Ellen Sandweiss is an American actress. She is best known for her role as Cheryl Williams in The Evil Dead franchise.

Career
Sandweiss was born in Detroit, Michigan and is a graduate of the University of Michigan. She went to Groves High School, where she participated in plays and later Super 8 movies with Sam Raimi and Bruce Campbell. She gained notoriety in the 1981 horror cult-classic The Evil Dead, playing Ash Williams' sister Cheryl. Afterwards, she went on a hiatus from acting for over 20 years. In 2006, Sandweiss starred in Satan's Playground. The following year, she appeared in My Name is Bruce. In 2013, Sandweiss had a cameo role in Sam Raimi's Oz the Great and Powerful. In 2016, Sandweiss reprised her role as Cheryl Williams in Ash vs. Evil Dead, the character being reborn as a Deadite after a Kandarian demon possesses a photo of her.

Personal life
Sandweiss has performed in musical theatre as a dancer and pop singer, and in a one-woman show of Jewish music.

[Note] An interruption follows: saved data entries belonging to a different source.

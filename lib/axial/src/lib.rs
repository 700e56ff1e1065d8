mod axial;
mod plane;

pub use axial::{Axial, Cube};
pub use plane::{Convert, Plane};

Her daughter is actress Jessy Hodges.

Filmography

Video Games

References

External links 
 Ellen Sandweiss Interview at Deadites Online
 

Living people
University of Michigan alumni
American female dancers
American women pop singers
American musical theatre actresses
American stage actresses
American film actresses
Dancers from Michigan
21st-century American women singers
21st-century American singers
Year of birth missing (living people)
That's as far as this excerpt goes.